#### TASK TO CARRY OUT
Every entry in the listing below has to be transcribed exactly.

#### PROVIDED RECORDS
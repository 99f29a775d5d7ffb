//! # Seed Data Generator
//!
//! Populates the database with a demo catalog for development.
//!
//! ## Usage
//! ```bash
//! # Seed ./kiosko.db (or KIOSKO_DB_PATH)
//! cargo run -p kiosko-db --bin seed
//!
//! # Specify database path
//! cargo run -p kiosko-db --bin seed -- --db ./data/kiosko.db
//!
//! # Also record a few demo sales
//! cargo run -p kiosko-db --bin seed -- --sales
//! ```
//!
//! ## Generated Catalog
//! - Materials: fabric, thread, ink, resin...
//! - Products built from them (components set their cost)
//! - Some products with colour variants

use std::env;

use kiosko_core::{MaterialDraft, ProductDraft, SaleLineRequest, VariantDraft, DEFAULT_TOP_N};
use kiosko_db::{Database, DbConfig};
use tracing::{info, warn};
use tracing_subscriber::EnvFilter;

/// (name, cost cents per unit, unit, stock)
const MATERIALS: &[(&str, i64, &str, f64)] = &[
    ("Tela algodón", 1000, "m", 100.0),
    ("Hilo", 5, "m", 5000.0),
    ("Tinta serigrafía", 120, "ml", 2000.0),
    ("Resina", 800, "kg", 25.0),
    ("Cordón", 30, "m", 400.0),
];

/// (name, price cents, stock, components as (material index, quantity), variants)
const PRODUCTS: &[(&str, i64, i64, &[(usize, f64)], &[(&str, i64)])] = &[
    (
        "Remera estampada",
        5000,
        20,
        &[(0, 1.5), (1, 40.0), (2, 10.0)],
        &[("Rojo", 5), ("Negro", 8), ("Blanco", 7)],
    ),
    ("Bolsa de tela", 2500, 15, &[(0, 0.8), (1, 20.0), (4, 1.2)], &[]),
    ("Llavero de resina", 1200, 40, &[(3, 0.05), (4, 0.2)], &[]),
    (
        "Gorra",
        4000,
        10,
        &[(0, 0.6), (1, 30.0), (2, 10.0)],
        &[("Azul", 4), ("Verde", 6)],
    ),
];

#[tokio::main]
async fn main() -> Result<(), Box<dyn std::error::Error>> {
    init_tracing();

    let args: Vec<String> = env::args().collect();
    let mut config = DbConfig::from_env()?;
    let mut with_sales = false;

    let mut i = 1;
    while i < args.len() {
        match args[i].as_str() {
            "--db" | "-d" => {
                if i + 1 < args.len() {
                    config.database_path = args[i + 1].clone().into();
                    i += 1;
                }
            }
            "--sales" | "-s" => with_sales = true,
            "--help" | "-h" => {
                println!("Kiosko Seed Data Generator");
                println!();
                println!("Usage: seed [OPTIONS]");
                println!();
                println!("Options:");
                println!("  -d, --db <PATH>    Database file path (default: $KIOSKO_DB_PATH or ./kiosko.db)");
                println!("  -s, --sales        Record a few demo sales");
                println!("  -h, --help         Show this help message");
                return Ok(());
            }
            _ => {}
        }
        i += 1;
    }

    info!(path = %config.database_path.display(), "Seeding database");
    let db = Database::new(config).await?;
    let catalog = db.catalog();

    if !catalog.list_products().await?.is_empty() {
        warn!("Database already has products; skipping seed. Delete the file to regenerate.");
        return Ok(());
    }

    let mut material_ids = Vec::with_capacity(MATERIALS.len());
    for (name, cost_cents, unit, stock) in MATERIALS {
        let saved = catalog
            .upsert_material(MaterialDraft {
                id: None,
                name: name.to_string(),
                cost_cents: *cost_cents,
                unit: unit.to_string(),
                stock: *stock,
            })
            .await?;
        material_ids.push(saved.id);
    }
    info!(count = material_ids.len(), "Materials created");

    let mut sellable = Vec::new();
    for (name, price_cents, stock, components, variants) in PRODUCTS {
        let product = catalog
            .upsert_product(ProductDraft {
                id: None,
                name: name.to_string(),
                cost_cents: 0,
                price_cents: *price_cents,
                stock: *stock,
            })
            .await?;

        for (material_idx, quantity) in components.iter() {
            catalog
                .add_component(&product.id, &material_ids[*material_idx], *quantity)
                .await?;
        }

        let mut first_variant = None;
        for (variant_name, variant_stock) in variants.iter() {
            let variant = catalog
                .upsert_variant(VariantDraft {
                    id: None,
                    product_id: product.id.clone(),
                    name: variant_name.to_string(),
                    stock: *variant_stock,
                })
                .await?;
            if first_variant.is_none() {
                first_variant = Some(variant.id);
            }
        }

        let product = catalog.get_product(&product.id).await?;
        info!(
            name = %product.name,
            cost = %product.cost(),
            price = %product.price(),
            variants = product.variants.len(),
            "Product created"
        );
        sellable.push((product.id, first_variant));
    }

    if with_sales {
        let checkout = db.checkout();
        for (round, (product_id, variant_id)) in sellable.iter().enumerate() {
            let sale = checkout
                .record_sale(&[SaleLineRequest {
                    product_id: product_id.clone(),
                    variant_id: variant_id.clone(),
                    quantity: 1 + (round as i64 % 2),
                }])
                .await?;
            info!(sale_id = %sale.id, total = %sale.total(), profit = %sale.profit(), "Demo sale");
        }
    }

    let stats = db.reports().get_statistics(Default::default(), DEFAULT_TOP_N).await?;
    info!(
        sales = stats.total_sales,
        units = stats.total_units_sold,
        profit_cents = stats.total_profit_cents,
        "Seed complete"
    );

    db.close().await;
    Ok(())
}

/// `RUST_LOG` overrides the default filter.
fn init_tracing() {
    let filter = EnvFilter::try_from_default_env()
        .unwrap_or_else(|_| EnvFilter::new("info,kiosko=debug,sqlx=warn"));

    tracing_subscriber::fmt().with_env_filter(filter).init();
}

#### THE ANSWER
repository 99f29a775d5d7ffb
//! # Seed Data Generator
//!
//! Populates the database with a demo catalog for development.
//!
//! ## Usage
//! ```bash
//! # Seed ./kiosko.db (or KIOSKO_DB_PATH)
//! cargo run -p kiosko-db --bin seed
//!
//! # Specify database path
//! cargo run -p kiosko-db --bin seed -- --db ./data/kiosko.db
//!
//! # Also record a few demo sales
//! cargo run -p kiosko-db --bin seed -- --sales
//! ```
//!
//! ## Generated Catalog
//! - Materials: fabric, thread, ink, resin...
//! - Products built from them (components set their cost)
//! - Some products with colour variants

use std::env;

use kiosko_core::{MaterialDraft, ProductDraft, SaleLineRequest, VariantDraft, DEFAULT_TOP_N};
use kiosko_db::{Database, DbConfig};
use tracing::{info, warn};
use tracing_subscriber::EnvFilter;

/// (name, cost cents per unit, unit, stock)
const MATERIALS: &[(&str, i64, &str, f64)] = &[
    ("Tela algodón", 1000, "m", 100.0),
    ("Hilo", 5, "m", 5000.0),
    ("Tinta serigrafía", 120, "ml", 2000.0),
    ("Resina", 800, "kg", 25.0),
    ("Cordón", 30, "m", 400.0),
];

/// (name, price cents, stock, components as (material index, quantity), variants)
const PRODUCTS: &[(&str, i64, i64, &[(usize, f64)], &[(&str, i64)])] = &[
    (
        "Remera estampada",
        5000,
        20,
        &[(0, 1.5), (1, 40.0), (2, 10.0)],
        &[("Rojo", 5), ("Negro", 8), ("Blanco", 7)],
    ),
    ("Bolsa de tela", 2500, 15, &[(0, 0.8), (1, 20.0), (4, 1.2)], &[]),
    ("Llavero de resina", 1200, 40, &[(3, 0.05), (4, 0.2)], &[]),
    (
        "Gorra",
        4000,
        10,
        &[(0, 0.6), (1, 30.0), (2, 10.0)],
        &[("Azul", 4), ("Verde", 6)],
    ),
];

#[tokio::main]
async fn main() -> Result<(), Box<dyn std::error::Error>> {
    init_tracing();

    let args: Vec<String> = env::args().collect();
    let mut config = DbConfig::from_env()?;
    let mut with_sales = false;

    let mut i = 1;
    while i < args.len() {
        match args[i].as_str() {
            "--db" | "-d" => {
                if i + 1 < args.len() {
                    config.database_path = args[i + 1].clone().into();
                    i += 1;
                }
            }
            "--sales" | "-s" => with_sales = true,
            "--help" | "-h" => {
                println!("Kiosko Seed Data Generator");
                println!();
                println!("Usage: seed [OPTIONS]");
                println!();
                println!("Options:");
                println!("  -d, --db <PATH>    Database file path (default: $KIOSKO_DB_PATH or ./kiosko.db)");
                println!("  -s, --sales        Record a few demo sales");
                println!("  -h, --help         Show this help message");
                return Ok(());
            }
            _ => {}
        }
        i += 1;
    }

    info!(path = %config.database_path.display(), "Seeding database");
    let db = Database::new(config).await?;
    let catalog = db.catalog();

    if !catalog.list_products().await?.is_empty() {
        warn!("Database already has products; skipping seed. Delete the file to regenerate.");
        return Ok(());
    }

    let mut material_ids = Vec::with_capacity(MATERIALS.len());
    for (name, cost_cents, unit, stock) in MATERIALS {
        let saved = catalog
            .upsert_material(MaterialDraft {
                id: None,
                name: name.to_string(),
                cost_cents: *cost_cents,
                unit: unit.to_string(),
                stock: *stock,
            })
            .await?;
        material_ids.push(saved.id);
    }
    info!(count = material_ids.len(), "Materials created");

    let mut sellable = Vec::new();
    for (name, price_cents, stock, components, variants) in PRODUCTS {
        let product = catalog
            .upsert_product(ProductDraft {
                id: None,
                name: name.to_string(),
                cost_cents: 0,
                price_cents: *price_cents,
                stock: *stock,
            })
            .await?;

        for (material_idx, quantity) in components.iter() {
            catalog
                .add_component(&product.id, &material_ids[*material_idx], *quantity)
                .await?;
        }

        let mut first_variant = None;
        for (variant_name, variant_stock) in variants.iter() {
            let variant = catalog
                .upsert_variant(VariantDraft {
                    id: None,
                    product_id: product.id.clone(),
                    name: variant_name.to_string(),
                    stock: *variant_stock,
                })
                .await?;
            if first_variant.is_none() {
                first_variant = Some(variant.id);
            }
        }

        let product = catalog.get_product(&product.id).await?;
        info!(
            name = %product.name,
            cost = %product.cost(),
            price = %product.price(),
            variants = product.variants.len(),
            "Product created"
        );
        sellable.push((product.id, first_variant));
    }

    if with_sales {
        let checkout = db.checkout();
        for (round, (product_id, variant_id)) in sellable.iter().enumerate() {
            let sale = checkout
                .record_sale(&[SaleLineRequest {
                    product_id: product_id.clone(),
                    variant_id: variant_id.clone(),
                    quantity: 1 + (round as i64 % 2),
                }])
                .await?;
            info!(sale_id = %sale.id, total = %sale.total(), profit = %sale.profit(), "Demo sale");
        }
    }

    let stats = db.reports().get_statistics(Default::default(), DEFAULT_TOP_N).await?;
    info!(
        sales = stats.total_sales,
        units = stats.total_units_sold,
        profit_cents = stats.total_profit_cents,
        "Seed complete"
    );

    db.close().await;
    Ok(())
}

/// `RUST_LOG` overrides the default filter.
fn init_tracing() {
    let filter = EnvFilter::try_from_default_env()
        .unwrap_or_else(|_| EnvFilter::new("info,kiosko=debug,sqlx=warn"));

    tracing_subscriber::fmt().with_env_filter(filter).init();
}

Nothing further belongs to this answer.